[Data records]
-------------------------
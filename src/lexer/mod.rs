//! Lexical analysis for Monkey source text.
//!
//! This module contains the lexer that turns source text into tokens on
//! demand. It handles:
//!
//! - Recognition of keywords, identifiers and integer literals
//! - One- and two-character operators and delimiters
//! - Whitespace skipping
//! - Reporting unrecognised characters as `Illegal` tokens

pub mod lexer;
pub mod tokens;
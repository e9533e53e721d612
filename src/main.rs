use clap::{ArgAction, Parser};
use tracing_subscriber::EnvFilter;

use monkey::repl::{self, Mode};

#[derive(Parser, Debug)]
#[command(name = "monkey", about = "Interactive front end for the Monkey language")]
struct Cli {
    /// Parse each line and print its canonical form instead of its tokens
    #[arg(long)]
    parse: bool,

    /// Increase log verbosity (-v debug, -vv trace)
    #[arg(short, long, action = ArgAction::Count)]
    verbose: u8,
}

fn main() -> anyhow::Result<()> {
    let cli = Cli::parse();

    tracing_subscriber::fmt()
        .with_env_filter(
            EnvFilter::try_from_default_env()
                .unwrap_or_else(|_| EnvFilter::new(directive_for_verbosity(cli.verbose))),
        )
        .with_writer(std::io::stderr)
        .init();

    println!("{}", repl::banner(&repl::user_name()));

    let mode = if cli.parse { Mode::Parse } else { Mode::Tokens };
    repl::start(mode)
}

fn directive_for_verbosity(v: u8) -> &'static str {
    match v {
        0 => "monkey=warn",
        1 => "monkey=debug",
        _ => "monkey=trace",
    }
}
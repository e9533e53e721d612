use lazy_static::lazy_static;
use std::{collections::HashMap, fmt::Display};

lazy_static! {
    pub static ref RESERVED_LOOKUP: HashMap<&'static str, TokenKind> = {
        let mut map = HashMap::new();
        map.insert("fn", TokenKind::Fn);
        map.insert("let", TokenKind::Let);
        map.insert("true", TokenKind::True);
        map.insert("false", TokenKind::False);
        map.insert("if", TokenKind::If);
        map.insert("else", TokenKind::Else);
        map.insert("return", TokenKind::Return);
        map
    };
}

/// Resolves an identifier-shaped lexeme to a keyword kind, or
/// `TokenKind::Identifier` when it is not reserved.
pub fn classify(value: &str) -> TokenKind {
    RESERVED_LOOKUP
        .get(value)
        .copied()
        .unwrap_or(TokenKind::Identifier)
}

#[derive(Debug, PartialEq, Eq, Clone, Copy, Hash)]
pub enum TokenKind {
    EOF,
    Illegal,

    Identifier,
    Int,

    Assignment, // =
    Plus,
    Dash,
    Not, // !
    Star,
    Slash,

    Less,
    Greater,
    Equals,    // ==
    NotEquals, // !=

    Comma,
    Semicolon,
    OpenParen,
    CloseParen,
    OpenCurly,
    CloseCurly,

    // Reserved
    Fn,
    Let,
    True,
    False,
    If,
    Else,
    Return,
}

impl TokenKind {
    /// Upper-case category name, used in token dumps and diagnostics.
    pub fn name(&self) -> &'static str {
        match self {
            TokenKind::EOF => "EOF",
            TokenKind::Illegal => "ILLEGAL",
            TokenKind::Identifier => "IDENT",
            TokenKind::Int => "INT",
            TokenKind::Assignment => "ASSIGN",
            TokenKind::Plus => "PLUS",
            TokenKind::Dash => "MINUS",
            TokenKind::Not => "BANG",
            TokenKind::Star => "ASTERISK",
            TokenKind::Slash => "SLASH",
            TokenKind::Less => "LT",
            TokenKind::Greater => "GT",
            TokenKind::Equals => "EQ",
            TokenKind::NotEquals => "NOT_EQ",
            TokenKind::Comma => "COMMA",
            TokenKind::Semicolon => "SEMICOLON",
            TokenKind::OpenParen => "LPAREN",
            TokenKind::CloseParen => "RPAREN",
            TokenKind::OpenCurly => "LBRACE",
            TokenKind::CloseCurly => "RBRACE",
            TokenKind::Fn => "FUNCTION",
            TokenKind::Let => "LET",
            TokenKind::True => "TRUE",
            TokenKind::False => "FALSE",
            TokenKind::If => "IF",
            TokenKind::Else => "ELSE",
            TokenKind::Return => "RETURN",
        }
    }
}

impl Display for TokenKind {
    fn fmt(&self, f: &mut std::fmt::Formatter<'_>) -> std::fmt::Result {
        write!(f, "{}", self.name())
    }
}

#[derive(Debug, Clone, PartialEq, Eq)]
pub struct Token {
    pub kind: TokenKind,
    pub literal: String,
}

impl Display for Token {
    fn fmt(&self, f: &mut std::fmt::Formatter<'_>) -> std::fmt::Result {
        write!(f, "{}:{:?}", self.kind, self.literal)
    }
}
use std::{
    fmt::{Debug, Display},
    mem,
};

use crate::{lexer::tokens::TokenKind, MK_TOKEN};

use super::{
    expressions::{IdentifierExpr, InfixExpr, IntegerExpr, PrefixExpr},
    statements::{ExpressionStmt, LetStmt, ReturnStmt},
};

/// Node Trait
///
/// The capabilities shared by every node in the tree. The canonical text of
/// a node is its `Display` output.
pub trait Node: Debug + Display {
    /// Returns the literal text of the token that defines this node.
    fn token_literal(&self) -> &str;
    /// Renders the node in canonical form, with prefix and infix
    /// expressions fully parenthesized.
    fn to_text(&self) -> String {
        self.to_string()
    }
}

/// Statement
#[derive(Debug, Clone, PartialEq)]
pub enum Stmt {
    Let(LetStmt),
    Return(ReturnStmt),
    Expression(ExpressionStmt),
}

impl Node for Stmt {
    fn token_literal(&self) -> &str {
        match self {
            Stmt::Let(stmt) => stmt.token_literal(),
            Stmt::Return(stmt) => stmt.token_literal(),
            Stmt::Expression(stmt) => stmt.token_literal(),
        }
    }
}

impl Display for Stmt {
    fn fmt(&self, f: &mut std::fmt::Formatter<'_>) -> std::fmt::Result {
        match self {
            Stmt::Let(stmt) => write!(f, "{}", stmt),
            Stmt::Return(stmt) => write!(f, "{}", stmt),
            Stmt::Expression(stmt) => write!(f, "{}", stmt),
        }
    }
}

/// Expression
#[derive(Debug, Clone, PartialEq)]
pub enum Expr {
    Identifier(IdentifierExpr),
    Integer(IntegerExpr),
    Prefix(PrefixExpr),
    Infix(InfixExpr),
}

impl Node for Expr {
    fn token_literal(&self) -> &str {
        match self {
            Expr::Identifier(expr) => expr.token_literal(),
            Expr::Integer(expr) => expr.token_literal(),
            Expr::Prefix(expr) => expr.token_literal(),
            Expr::Infix(expr) => expr.token_literal(),
        }
    }
}

impl Expr {
    // Moves the boxed children out into `pending`, leaving cheap leaves behind.
    fn detach_children(&mut self, pending: &mut Vec<Expr>) {
        let placeholder = || {
            Expr::Integer(IntegerExpr {
                token: MK_TOKEN!(TokenKind::Int, String::new()),
                value: 0,
            })
        };

        match self {
            Expr::Prefix(expr) => pending.push(mem::replace(&mut *expr.right_expr, placeholder())),
            Expr::Infix(expr) => {
                pending.push(mem::replace(&mut *expr.left, placeholder()));
                pending.push(mem::replace(&mut *expr.right, placeholder()));
            }
            Expr::Identifier(_) | Expr::Integer(_) => {}
        }
    }
}

// Deep operator chains are torn down with an explicit stack instead of
// recursive drop glue.
impl Drop for Expr {
    fn drop(&mut self) {
        let mut pending = Vec::new();
        self.detach_children(&mut pending);

        while let Some(mut expr) = pending.pop() {
            expr.detach_children(&mut pending);
        }
    }
}

impl Display for Expr {
    fn fmt(&self, f: &mut std::fmt::Formatter<'_>) -> std::fmt::Result {
        match self {
            Expr::Identifier(expr) => write!(f, "{}", expr),
            Expr::Integer(expr) => write!(f, "{}", expr),
            Expr::Prefix(expr) => write!(f, "{}", expr),
            Expr::Infix(expr) => write!(f, "{}", expr),
        }
    }
}

/// Program
///
/// Root of every parse. Statements are kept in source order; an empty
/// program is valid.
#[derive(Debug, Clone, PartialEq, Default)]
pub struct Program {
    pub statements: Vec<Stmt>,
}

impl Program {
    pub fn iter(&self) -> std::slice::Iter<'_, Stmt> {
        self.statements.iter()
    }

    pub fn len(&self) -> usize {
        self.statements.len()
    }

    pub fn is_empty(&self) -> bool {
        self.statements.is_empty()
    }
}

impl Node for Program {
    fn token_literal(&self) -> &str {
        self.statements
            .first()
            .map_or("", |stmt| stmt.token_literal())
    }
}

impl Display for Program {
    fn fmt(&self, f: &mut std::fmt::Formatter<'_>) -> std::fmt::Result {
        for stmt in &self.statements {
            write!(f, "{}", stmt)?;
        }
        Ok(())
    }
}
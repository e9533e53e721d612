use tracing::trace;

use crate::{
    ast::{
        ast::Stmt,
        expressions::IdentifierExpr,
        statements::{ExpressionStmt, LetStmt, ReturnStmt},
    },
    errors::errors::Error,
    lexer::tokens::TokenKind,
    parser::{expr::parse_expr, lookups::BindingPower},
};

use super::parser::Parser;

pub fn parse_stmt(parser: &mut Parser) -> Result<Stmt, Error> {
    let kind = parser.current_token_kind();
    trace!(%kind, "parsing statement");

    if let Some(handler) = parser.get_stmt_lookup().get(&kind).copied() {
        return handler(parser);
    }

    parse_expression_stmt(parser)
}

/// `let <identifier> = <expression>` with an optional trailing `;`.
pub fn parse_let_stmt(parser: &mut Parser) -> Result<Stmt, Error> {
    let token = parser.current_token().clone();

    let name_token = parser.expect_peek(TokenKind::Identifier)?;
    let name = IdentifierExpr {
        value: name_token.literal.clone(),
        token: name_token,
    };

    parser.expect_peek(TokenKind::Assignment)?;
    parser.next_token();

    let value = parse_expr(parser, BindingPower::Lowest)?;
    skip_semicolon(parser);

    Ok(Stmt::Let(LetStmt { token, name, value }))
}

pub fn parse_return_stmt(parser: &mut Parser) -> Result<Stmt, Error> {
    let token = parser.current_token().clone();
    parser.next_token();

    let value = parse_expr(parser, BindingPower::Lowest)?;
    skip_semicolon(parser);

    Ok(Stmt::Return(ReturnStmt { token, value }))
}

pub fn parse_expression_stmt(parser: &mut Parser) -> Result<Stmt, Error> {
    let token = parser.current_token().clone();

    let expression = parse_expr(parser, BindingPower::Lowest)?;
    skip_semicolon(parser);

    Ok(Stmt::Expression(ExpressionStmt { token, expression }))
}

// The terminator is optional at the end of a program.
fn skip_semicolon(parser: &mut Parser) {
    if parser.peek_token_is(TokenKind::Semicolon) {
        parser.next_token();
    }
}
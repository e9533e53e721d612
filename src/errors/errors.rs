use std::fmt::Display;

use thiserror::Error;

use crate::lexer::tokens::TokenKind;

/// A recorded parse diagnostic.
///
/// There is no source position; the literal of the token that triggered
/// the diagnostic is the only location hint.
#[derive(Debug, Clone, PartialEq, Eq)]
pub struct Error {
    internal_error: ErrorImpl,
    literal: String,
}

impl Error {
    pub fn new(error_impl: ErrorImpl, literal: impl Into<String>) -> Self {
        Error {
            internal_error: error_impl,
            literal: literal.into(),
        }
    }

    pub fn get_literal(&self) -> &str {
        &self.literal
    }

    pub fn get_internal(&self) -> &ErrorImpl {
        &self.internal_error
    }

    pub fn get_error_name(&self) -> &str {
        match &self.internal_error {
            ErrorImpl::UnexpectedToken { .. } => "UnexpectedToken",
            ErrorImpl::NoPrefixParseFn { .. } => "NoPrefixParseFn",
            ErrorImpl::IntegerParseError { .. } => "IntegerParseError",
        }
    }

    pub fn get_tip(&self) -> ErrorTip {
        match &self.internal_error {
            ErrorImpl::UnexpectedToken { expected, .. } => ErrorTip::Suggestion(format!(
                "Unexpected token: `{}`, expected {} here",
                self.literal, expected
            )),
            ErrorImpl::NoPrefixParseFn { kind: TokenKind::Semicolon } => ErrorTip::Suggestion(
                String::from("Expected an expression before `;`"),
            ),
            ErrorImpl::NoPrefixParseFn { kind: TokenKind::Illegal } => ErrorTip::None,
            ErrorImpl::NoPrefixParseFn { .. } => ErrorTip::Suggestion(format!(
                "`{}` cannot start an expression",
                self.literal
            )),
            ErrorImpl::IntegerParseError { literal } => ErrorTip::Suggestion(format!(
                "Invalid integer: `{}`, is it above the 64-bit integer limit?",
                literal
            )),
        }
    }
}

impl Display for Error {
    fn fmt(&self, f: &mut std::fmt::Formatter<'_>) -> std::fmt::Result {
        write!(f, "{}", self.internal_error)
    }
}

impl std::error::Error for Error {}

pub enum ErrorTip {
    None,
    Suggestion(String),
}

impl Display for ErrorTip {
    fn fmt(&self, f: &mut std::fmt::Formatter<'_>) -> std::fmt::Result {
        match self {
            ErrorTip::None => write!(f, ""),
            ErrorTip::Suggestion(suggestion) => write!(f, "{}", suggestion),
        }
    }
}

#[derive(Error, Debug, Clone, PartialEq, Eq)]
pub enum ErrorImpl {
    #[error("next token is {found}, want {expected}")]
    UnexpectedToken { expected: TokenKind, found: TokenKind },
    #[error("no prefix parse function for {kind} found")]
    NoPrefixParseFn { kind: TokenKind },
    #[error("could not parse {literal:?} as integer")]
    IntegerParseError { literal: String },
}
use std::collections::HashMap;

use crate::{
    ast::ast::{Expr, Stmt},
    errors::errors::Error,
    lexer::tokens::TokenKind,
};

use super::{expr::*, parser::Parser, stmt::*};

/// Operator precedence, weakest first.
#[derive(PartialEq, PartialOrd, Clone, Copy, Debug)]
pub enum BindingPower {
    Lowest,
    Equals,      // == !=
    LessGreater, // < >
    Sum,         // + -
    Product,     // * /
    Prefix,      // -x !x
    Call,        // reserved for call syntax
}

pub type StmtHandler = fn(&mut Parser) -> Result<Stmt, Error>;
pub type NUDHandler = fn(&mut Parser) -> Result<Expr, Error>;
pub type LEDHandler = fn(&mut Parser, Expr, BindingPower) -> Result<Expr, Error>;

pub fn create_token_lookups(parser: &mut Parser) {
    // Equality and relational
    parser.led(TokenKind::Equals, BindingPower::Equals, parse_binary_expr);
    parser.led(TokenKind::NotEquals, BindingPower::Equals, parse_binary_expr);
    parser.led(TokenKind::Less, BindingPower::LessGreater, parse_binary_expr);
    parser.led(TokenKind::Greater, BindingPower::LessGreater, parse_binary_expr);

    // Additive and multiplicative
    parser.led(TokenKind::Plus, BindingPower::Sum, parse_binary_expr);
    parser.led(TokenKind::Dash, BindingPower::Sum, parse_binary_expr);
    parser.led(TokenKind::Star, BindingPower::Product, parse_binary_expr);
    parser.led(TokenKind::Slash, BindingPower::Product, parse_binary_expr);

    // Literals and symbols
    parser.nud(TokenKind::Identifier, parse_primary_expr);
    parser.nud(TokenKind::Int, parse_primary_expr);
    parser.nud(TokenKind::Not, parse_prefix_expr);
    parser.nud(TokenKind::Dash, parse_prefix_expr);

    // Statements
    parser.stmt(TokenKind::Let, parse_let_stmt);
    parser.stmt(TokenKind::Return, parse_return_stmt);
}

// Lookup tables inside parser struct, so it's easier
pub type StmtLookup = HashMap<TokenKind, StmtHandler>;
pub type NUDLookup = HashMap<TokenKind, NUDHandler>;
pub type LEDLookup = HashMap<TokenKind, LEDHandler>;
pub type BPLookup = HashMap<TokenKind, BindingPower>;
-------------------------
# Requirement
Note every line of the entries in which "that" appears, and copy it down.

# Answer for the task
//! This module contains the lexer that turns source text into tokens on
    /// Returns the literal text of the token that defines this node.
/// There is no source position; the literal of the token that triggered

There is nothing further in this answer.